Decoding Breast Cancer Genes: Fresh vs. Archived Tissues
"Can we reliably use old tissue samples to guide modern breast cancer treatment?"
In the fight against breast cancer, understanding the unique genetic makeup of a tumor is crucial. Gene expression profiling, which analyzes the activity levels of different genes, has become a powerful tool for identifying potential diagnostic and therapeutic targets. This information can help doctors classify breast cancers, predict how they will respond to treatment, and tailor therapies accordingly.
However, a significant hurdle lies in the availability of suitable tissue samples for these analyses. While fresh frozen (FF) tissue provides the most accurate snapshot of a tumor's gene expression, it's often challenging to obtain and store in large quantities. On the other hand, formalin-fixed, paraffin-embedded (FFPE) samples, which are routinely collected and stored in pathology archives, represent a vast resource of clinical information. But, the process of preserving these FFPE samples can degrade RNA, the molecule that carries genetic information, making it difficult to analyze.
This article explores the challenges and potential solutions of using FFPE tissue for gene expression profiling. We'll dive into a study that compares gene expression data from matched FF and FFPE breast cancer samples, investigates different normalization strategies to correct for RNA degradation, and ultimately, helps guide the development of reliable diagnostic tests using archived tissues.
The FFPE Challenge: RNA Degradation and Normalization
The main issue with FFPE samples is that the RNA within them is often degraded. Think of RNA as a delicate string of beads. The preservation process can chop those strings into smaller pieces, making it harder to get an accurate reading of gene expression. The study confirms this, showing a noticeable shift in raw cycle threshold (Cq) values – a measure of gene expression – in FFPE samples compared to FF samples. Higher Cq values in FFPE indicate lower RNA integrity due to degradation.

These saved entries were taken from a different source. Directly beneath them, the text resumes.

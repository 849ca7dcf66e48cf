//! Vigil Effects - local handlers for collaborator capabilities
//!
//! Every trait in `vigil_core::effects` has a handler here that runs inside
//! the process: a system clock, a filesystem or in-memory object store, and
//! in-memory key-value tables, queues, topics, functions and relational
//! statements. The server wires these into the scenario capability set.

#![forbid(unsafe_code)]

pub mod function;
pub mod key_value;
pub mod object_store;
pub mod pubsub;
pub mod queue;
pub mod relational;
pub mod time;

pub use function::FunctionRegistryHandler;
pub use key_value::MemoryKeyValueHandler;
pub use object_store::{FilesystemObjectStoreHandler, MemoryObjectStoreHandler};
pub use pubsub::MemoryPubSubHandler;
pub use queue::MemoryQueueHandler;
pub use relational::StatementRegistryHandler;
pub use time::RealTimeHandler;
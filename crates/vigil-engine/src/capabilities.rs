//! Collaborator capability set
//!
//! Built once at startup and handed to the step interpreter. Scenarios reach
//! collaborators only through these handles.

use crate::error::ScenarioFault;
use std::fmt;
use std::sync::Arc;
use vigil_core::codec::{self, CodecError};
use vigil_core::effects::{
    FunctionEffects, KeyValueEffects, KeyValueError, ObjectStoreEffects, PubSubEffects,
    QueueEffects, RelationalEffects, TimeEffects,
};
use vigil_core::{DynamicMap, DynamicValue};

/// Handles to every collaborator a scenario may use
#[derive(Clone)]
pub struct Capabilities {
    /// Object storage
    pub object_store: Arc<dyn ObjectStoreEffects>,
    /// Key-value tables
    pub key_value: Arc<dyn KeyValueEffects>,
    /// Function invocation
    pub functions: Arc<dyn FunctionEffects>,
    /// Message queues
    pub queues: Arc<dyn QueueEffects>,
    /// Pub-sub topics
    pub pubsub: Arc<dyn PubSubEffects>,
    /// Relational access
    pub relational: Arc<dyn RelationalEffects>,
    /// Clock and sleep
    pub time: Arc<dyn TimeEffects>,
}

impl Capabilities {
    /// Key-value facade for `table`, addressed by the `key_name` attribute
    pub fn table(&self, table: impl Into<String>, key_name: impl Into<String>) -> KeyValueTable {
        KeyValueTable::new(self.key_value.clone(), table, key_name)
    }
}

impl fmt::Debug for Capabilities {
    fn fmt(&self, f: &mut fmt::Formatter<'_>) -> fmt::Result {
        f.debug_struct("Capabilities").finish_non_exhaustive()
    }
}

/// Failures of the key-value facade
#[derive(Debug, Clone, PartialEq, Eq, thiserror::Error)]
pub enum TableError {
    /// Marshalling failed
    #[error(transparent)]
    Codec(#[from] CodecError),
    /// The table store failed
    #[error(transparent)]
    Store(#[from] KeyValueError),
    /// The item is not a map
    #[error("items must be maps, got {0}")]
    NotAMap(&'static str),
}

impl From<TableError> for ScenarioFault {
    fn from(err: TableError) -> Self {
        match err {
            TableError::Codec(e) => ScenarioFault::Codec(e),
            TableError::Store(e) => e.into(),
            TableError::NotAMap(type_name) => {
                ScenarioFault::assertion(format!("items must be maps, got {type_name}"))
            }
        }
    }
}

/// A key-value table speaking [`DynamicValue`]
///
/// Items are marshalled through the value codec on the way in and out.
#[derive(Clone)]
pub struct KeyValueTable {
    store: Arc<dyn KeyValueEffects>,
    table: String,
    key_name: String,
}

impl KeyValueTable {
    /// Facade over `store` for one table
    pub fn new(
        store: Arc<dyn KeyValueEffects>,
        table: impl Into<String>,
        key_name: impl Into<String>,
    ) -> Self {
        Self {
            store,
            table: table.into(),
            key_name: key_name.into(),
        }
    }

    /// Table name
    pub fn name(&self) -> &str {
        &self.table
    }

    /// Insert or replace an item; it must contain the key attribute
    pub async fn put(&self, item: &DynamicValue) -> Result<(), TableError> {
        let map = item
            .as_map()
            .ok_or_else(|| TableError::NotAMap(item.type_name()))?;
        let wire = codec::encode_item(map)?;
        self.store.put_item(&self.table, &self.key_name, wire).await?;
        Ok(())
    }

    /// Fetch the item with key `key`
    pub async fn get(&self, key: &DynamicValue) -> Result<Option<DynamicMap>, TableError> {
        let key = codec::encode(key)?;
        let item = self.store.get_item(&self.table, &self.key_name, &key).await?;
        Ok(item.as_ref().map(codec::decode_item).transpose()?)
    }

    /// Delete the item with key `key`; returns whether it existed
    pub async fn delete(&self, key: &DynamicValue) -> Result<bool, TableError> {
        let key = codec::encode(key)?;
        Ok(self.store.delete_item(&self.table, &self.key_name, &key).await?)
    }

    /// Items whose `attribute` equals `value`
    pub async fn query(
        &self,
        attribute: &str,
        value: &DynamicValue,
    ) -> Result<Vec<DynamicMap>, TableError> {
        let value = codec::encode(value)?;
        let items = self.store.query(&self.table, attribute, &value).await?;
        Ok(items
            .iter()
            .map(codec::decode_item)
            .collect::<Result<Vec<_>, _>>()?)
    }

    /// Every item in the table
    pub async fn scan(&self) -> Result<Vec<DynamicMap>, TableError> {
        let items = self.store.scan(&self.table).await?;
        Ok(items
            .iter()
            .map(codec::decode_item)
            .collect::<Result<Vec<_>, _>>()?)
    }
}

impl fmt::Debug for KeyValueTable {
    fn fmt(&self, f: &mut fmt::Formatter<'_>) -> fmt::Result {
        f.debug_struct("KeyValueTable")
            .field("table", &self.table)
            .field("key_name", &self.key_name)
            .finish_non_exhaustive()
    }
}

#[cfg(test)]
mod tests {
    use super::*;
    use assert_matches::assert_matches;
    use serde_json::json;
    use vigil_effects::MemoryKeyValueHandler;

    fn orders() -> KeyValueTable {
        KeyValueTable::new(Arc::new(MemoryKeyValueHandler::new()), "dev-orders", "id")
    }

    #[tokio::test]
    async fn round_trips_dynamic_items() {
        let table = orders();
        let item = DynamicValue::from(json!({
            "id": "o-1",
            "total": 12.5,
            "paid": false,
            "note": null,
            "lines": [{"sku": "a", "qty": 2}]
        }));

        table.put(&item).await.unwrap();
        let fetched = table.get(&DynamicValue::from("o-1")).await.unwrap();

        assert_eq!(fetched.map(DynamicValue::Map), Some(item));
    }

    #[tokio::test]
    async fn query_and_delete() {
        let table = orders();
        for (id, status) in [("1", "open"), ("2", "closed"), ("3", "open")] {
            table
                .put(&DynamicValue::from(json!({"id": id, "status": status})))
                .await
                .unwrap();
        }

        let open = table.query("status", &DynamicValue::from("open")).await.unwrap();
        assert_eq!(open.len(), 2);

        assert!(table.delete(&DynamicValue::from("1")).await.unwrap());
        assert_eq!(table.scan().await.unwrap().len(), 2);
    }

    #[tokio::test]
    async fn rejects_non_map_and_unencodable_items() {
        let table = orders();
        assert_matches!(
            table.put(&DynamicValue::from("not a map")).await,
            Err(TableError::NotAMap("string"))
        );
        assert_matches!(
            table.put(&DynamicValue::from(json!({"id": "x"}))).await,
            Ok(())
        );
        assert_matches!(
            table.get(&DynamicValue::Number(f64::NAN)).await,
            Err(TableError::Codec(CodecError::UnsupportedType { .. }))
        );
    }
}
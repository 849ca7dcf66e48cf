//! Pub-sub notification effect trait

use async_trait::async_trait;

/// Pub-sub errors
#[derive(Debug, Clone, PartialEq, Eq, thiserror::Error)]
pub enum PubSubError {
    /// Unknown topic
    #[error("Topic not found: {0}")]
    TopicNotFound(String),
    /// Backend failure
    #[error("Pub-sub backend failure: {0}")]
    Backend(String),
}

/// Pub-sub capability
#[async_trait]
pub trait PubSubEffects: Send + Sync {
    /// Publish a message to a topic and return the message identifier
    async fn publish(&self, topic: &str, message: &str) -> Result<String, PubSubError>;
}
//! Bounded-concurrency scenario scheduler
//!
//! Each `run` spawns its own worker pool on a `JoinSet`. Workers pull the next
//! unclaimed scenario from a shared queue and append outcomes to a shared
//! collector; nothing else is shared between them. Faults and panics inside a
//! scenario become failed outcomes and never reach sibling workers.

use crate::aggregator::ScenarioOutcome;
use crate::error::ScenarioFault;
use crate::executor::{ExecutionContext, ScenarioExecutor};
use crate::scenario::Scenario;
use futures::FutureExt;
use parking_lot::Mutex;
use std::any::Any;
use std::collections::{HashSet, VecDeque};
use std::panic::AssertUnwindSafe;
use std::sync::Arc;
use std::time::Duration;
use tokio::task::JoinSet;
use tokio::time::Instant;
use tracing::{debug, debug_span, error, warn, Instrument};

/// Upper bound on workers per run
pub const MAX_THREADS: usize = 20;

/// Clamp a requested worker count into `[1, max]`, with `max` itself capped
/// at [`MAX_THREADS`]
pub fn clamp_threads(requested: i64, max: usize) -> usize {
    let max = max.clamp(1, MAX_THREADS);
    usize::try_from(requested.max(1)).unwrap_or(max).min(max)
}

/// Runs a resolved selection with bounded concurrency
pub struct ExecutionScheduler {
    executor: Arc<dyn ScenarioExecutor>,
    context: Arc<ExecutionContext>,
}

type Queue = Arc<Mutex<VecDeque<Arc<Scenario>>>>;
type Collector = Arc<Mutex<Vec<ScenarioOutcome>>>;

impl ExecutionScheduler {
    /// Scheduler for one run
    pub fn new(executor: Arc<dyn ScenarioExecutor>, context: Arc<ExecutionContext>) -> Self {
        Self { executor, context }
    }

    /// Run every scenario and return one outcome per scenario, in completion
    /// order. Never fails.
    pub async fn run(&self, scenarios: Vec<Arc<Scenario>>, threads: usize) -> Vec<ScenarioOutcome> {
        self.run_inner(scenarios, threads, None).await
    }

    /// Like [`Self::run`], but stop after `deadline`.
    ///
    /// Outstanding workers are aborted on expiry, and every scenario without
    /// an outcome is reported as failed with a timeout detail.
    pub async fn run_with_deadline(
        &self,
        scenarios: Vec<Arc<Scenario>>,
        threads: usize,
        deadline: Duration,
    ) -> Vec<ScenarioOutcome> {
        self.run_inner(scenarios, threads, Some(deadline)).await
    }

    async fn run_inner(
        &self,
        scenarios: Vec<Arc<Scenario>>,
        threads: usize,
        deadline: Option<Duration>,
    ) -> Vec<ScenarioOutcome> {
        if scenarios.is_empty() {
            return Vec::new();
        }

        let workers = threads.clamp(1, MAX_THREADS).min(scenarios.len());
        let queue: Queue = Arc::new(Mutex::new(scenarios.iter().cloned().collect()));
        let collector: Collector = Arc::new(Mutex::new(Vec::with_capacity(scenarios.len())));

        debug!(scenarios = scenarios.len(), workers, "starting workers");

        let mut pool = JoinSet::new();
        for worker in 0..workers {
            pool.spawn(
                worker_loop(
                    worker,
                    queue.clone(),
                    collector.clone(),
                    self.executor.clone(),
                    self.context.clone(),
                )
                .in_current_span(),
            );
        }

        let timed_out = match deadline {
            None => {
                drain(&mut pool).await;
                false
            }
            Some(limit) => {
                let expired = tokio::time::timeout(limit, drain(&mut pool)).await.is_err();
                if expired {
                    warn!(deadline_ms = limit.as_millis() as u64, "run deadline expired, aborting workers");
                    pool.shutdown().await;
                }
                expired
            }
        };

        let mut outcomes = std::mem::take(&mut *collector.lock());

        if timed_out {
            let after_ms = deadline.map(|d| d.as_millis() as u64).unwrap_or_default();
            let finished: HashSet<String> =
                outcomes.iter().map(|o| o.scenario_id.clone()).collect();
            for scenario in &scenarios {
                if !finished.contains(scenario.id()) {
                    outcomes.push(ScenarioOutcome::failed(
                        scenario.id(),
                        ScenarioFault::TimedOut { after_ms }.to_string(),
                        after_ms,
                    ));
                }
            }
        }

        outcomes
    }
}

async fn drain(pool: &mut JoinSet<()>) {
    while let Some(joined) = pool.join_next().await {
        if let Err(e) = joined {
            // Workers catch scenario panics, so this is a bug in the loop itself.
            error!(error = %e, "scenario worker terminated abnormally");
        }
    }
}

async fn worker_loop(
    worker: usize,
    queue: Queue,
    collector: Collector,
    executor: Arc<dyn ScenarioExecutor>,
    context: Arc<ExecutionContext>,
) {
    loop {
        let next = queue.lock().pop_front();
        let Some(scenario) = next else {
            break;
        };

        let span = debug_span!("scenario", path = %scenario.id(), worker);
        let outcome = run_isolated(executor.as_ref(), &scenario, &context)
            .instrument(span)
            .await;
        collector.lock().push(outcome);
    }
}

async fn run_isolated(
    executor: &dyn ScenarioExecutor,
    scenario: &Scenario,
    context: &ExecutionContext,
) -> ScenarioOutcome {
    let started = Instant::now();
    let result = AssertUnwindSafe(executor.execute(scenario, context))
        .catch_unwind()
        .await
        .unwrap_or_else(|panic| Err(ScenarioFault::Panicked(panic_message(panic.as_ref()))));
    let duration_ms = started.elapsed().as_millis() as u64;

    match result {
        Ok(()) => {
            debug!(duration_ms, "scenario passed");
            ScenarioOutcome::passed(scenario.id(), duration_ms)
        }
        Err(fault) => {
            debug!(duration_ms, error = %fault, "scenario failed");
            ScenarioOutcome::failed(scenario.id(), fault.to_string(), duration_ms)
        }
    }
}

fn panic_message(panic: &(dyn Any + Send)) -> String {
    if let Some(message) = panic.downcast_ref::<&str>() {
        (*message).to_string()
    } else if let Some(message) = panic.downcast_ref::<String>() {
        message.clone()
    } else {
        "unknown panic".to_string()
    }
}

- geNorm: Identifies the most stable genes across a set of samples to use as controls.
- NormFinder: Selects the best single control gene or combination of two genes, considering different sample subgroups (FF vs. FFPE).
- Mean Cq per sample: Uses the average expression level of all genes in a sample as a normalization factor.
- NorMean: A new model developed in the study that combines the coefficient of variation (CV) and Pearson correlation coefficient to identify stable control genes.
The Future of FFPE in Breast Cancer Diagnostics
The researchers found that normalization works best for genes that are moderately to highly expressed and show significant variation between samples. These genes are more likely to provide reliable information, even when extracted from FFPE tissue. However, some genes consistently failed to correlate between FF and FFPE samples, regardless of the normalization method used.
This highlights a critical point: not all genes are suitable for clinical tests based on FFPE samples. Genes that show poor correlation should be excluded from consideration to avoid inaccurate results and potentially flawed treatment decisions.
Ultimately, this research provides valuable guidance for developing clinical diagnostic tests that leverage the vast archive of FFPE tissues. By carefully selecting genes and applying appropriate normalization strategies, scientists can unlock the wealth of information stored within these samples, paving the way for more personalized and effective breast cancer treatments.